Input:
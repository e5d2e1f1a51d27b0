use std::io::Write;
use std::path::Path;
use std::process::ExitCode;

use anyhow::{bail, Context, Result};

use censo_validator::config::{Config, OutputFormat};
use censo_validator::profile::{ProfileManager, RulesProfile};
use censo_validator::validation::{validate_bytes, ValidationReport};

#[tokio::main(flavor = "current_thread")]
async fn main() -> Result<ExitCode> {
    let config = Config::from_args_and_env()?;
    init_logging(&config.log_level);

    if config.files.is_empty() {
        bail!("No census file given; run with --help for usage");
    }

    let mut profiles = ProfileManager::new(&config);
    profiles.load().await?;
    let profile = profiles.get_effective_profile().await;
    log::debug!("Using rules profile '{}'", profile.name);

    let mut all_valid = true;
    let mut reports = Vec::new();
    for path in &config.files {
        let report = check_file(path, &config, &profile)?;
        all_valid &= report.is_valid();
        reports.push((path.as_path(), report));
    }

    let stdout = std::io::stdout();
    let mut out = stdout.lock();
    match config.format {
        OutputFormat::Text => {
            for (path, report) in &reports {
                write_text_report(&mut out, path, report)?;
            }
        }
        OutputFormat::Json => {
            let json: Vec<_> = reports
                .iter()
                .map(|(path, report)| {
                    serde_json::json!({
                        "file": path.display().to_string(),
                        "report": report,
                    })
                })
                .collect();
            serde_json::to_writer_pretty(&mut out, &json)?;
            writeln!(out)?;
        }
    }

    Ok(if all_valid {
        ExitCode::SUCCESS
    } else {
        ExitCode::FAILURE
    })
}

fn init_logging(level: &str) {
    env_logger::Builder::from_env(env_logger::Env::default().default_filter_or(level))
        .format_timestamp(None)
        .init();
}

fn check_file(path: &Path, config: &Config, profile: &RulesProfile) -> Result<ValidationReport> {
    let bytes = std::fs::read(path)
        .with_context(|| format!("Failed to read census file: {}", path.display()))?;
    log::info!("Validating {} ({} bytes)", path.display(), bytes.len());
    Ok(validate_bytes(&bytes, config.get_effective_phase(), profile))
}

fn write_text_report(out: &mut impl Write, path: &Path, report: &ValidationReport) -> Result<()> {
    for error in &report.errors {
        writeln!(out, "{}:{}", path.display(), error)?;
    }
    writeln!(
        out,
        "{}: {} phase, {} records, {} schools, {} errors, {} warnings{}",
        path.display(),
        report.phase,
        report.lines_processed,
        report.entities_found,
        report.error_count(),
        report.warning_count(),
        if report.short_circuited {
            " (structure checks skipped after file-level errors)"
        } else {
            ""
        }
    )?;
    Ok(())
}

Exercise brief: Word for word, write out each record shown above.

Result of this exercise:
repository e5d2e1f1a51d27b0
use std::io::Write;
use std::path::Path;
use std::process::ExitCode;

use anyhow::{bail, Context, Result};

use censo_validator::config::{Config, OutputFormat};
use censo_validator::profile::{ProfileManager, RulesProfile};
use censo_validator::validation::{validate_bytes, ValidationReport};

#[tokio::main(flavor = "current_thread")]
async fn main() -> Result<ExitCode> {
    let config = Config::from_args_and_env()?;
    init_logging(&config.log_level);

    if config.files.is_empty() {
        bail!("No census file given; run with --help for usage");
    }

    let mut profiles = ProfileManager::new(&config);
    profiles.load().await?;
    let profile = profiles.get_effective_profile().await;
    log::debug!("Using rules profile '{}'", profile.name);

    let mut all_valid = true;
    let mut reports = Vec::new();
    for path in &config.files {
        let report = check_file(path, &config, &profile)?;
        all_valid &= report.is_valid();
        reports.push((path.as_path(), report));
    }

    let stdout = std::io::stdout();
    let mut out = stdout.lock();
    match config.format {
        OutputFormat::Text => {
            for (path, report) in &reports {
                write_text_report(&mut out, path, report)?;
            }
        }
        OutputFormat::Json => {
            let json: Vec<_> = reports
                .iter()
                .map(|(path, report)| {
                    serde_json::json!({
                        "file": path.display().to_string(),
                        "report": report,
                    })
                })
                .collect();
            serde_json::to_writer_pretty(&mut out, &json)?;
            writeln!(out)?;
        }
    }

    Ok(if all_valid {
        ExitCode::SUCCESS
    } else {
        ExitCode::FAILURE
    })
}

fn init_logging(level: &str) {
    env_logger::Builder::from_env(env_logger::Env::default().default_filter_or(level))
        .format_timestamp(None)
        .init();
}

fn check_file(path: &Path, config: &Config, profile: &RulesProfile) -> Result<ValidationReport> {
    let bytes = std::fs::read(path)
        .with_context(|| format!("Failed to read census file: {}", path.display()))?;
    log::info!("Validating {} ({} bytes)", path.display(), bytes.len());
    Ok(validate_bytes(&bytes, config.get_effective_phase(), profile))
}

fn write_text_report(out: &mut impl Write, path: &Path, report: &ValidationReport) -> Result<()> {
    for error in &report.errors {
        writeln!(out, "{}:{}", path.display(), error)?;
    }
    writeln!(
        out,
        "{}: {} phase, {} records, {} schools, {} errors, {} warnings{}",
        path.display(),
        report.phase,
        report.lines_processed,
        report.entities_found,
        report.error_count(),
        report.warning_count(),
        if report.short_circuited {
            " (structure checks skipped after file-level errors)"
        } else {
            ""
        }
    )?;
    Ok(())
}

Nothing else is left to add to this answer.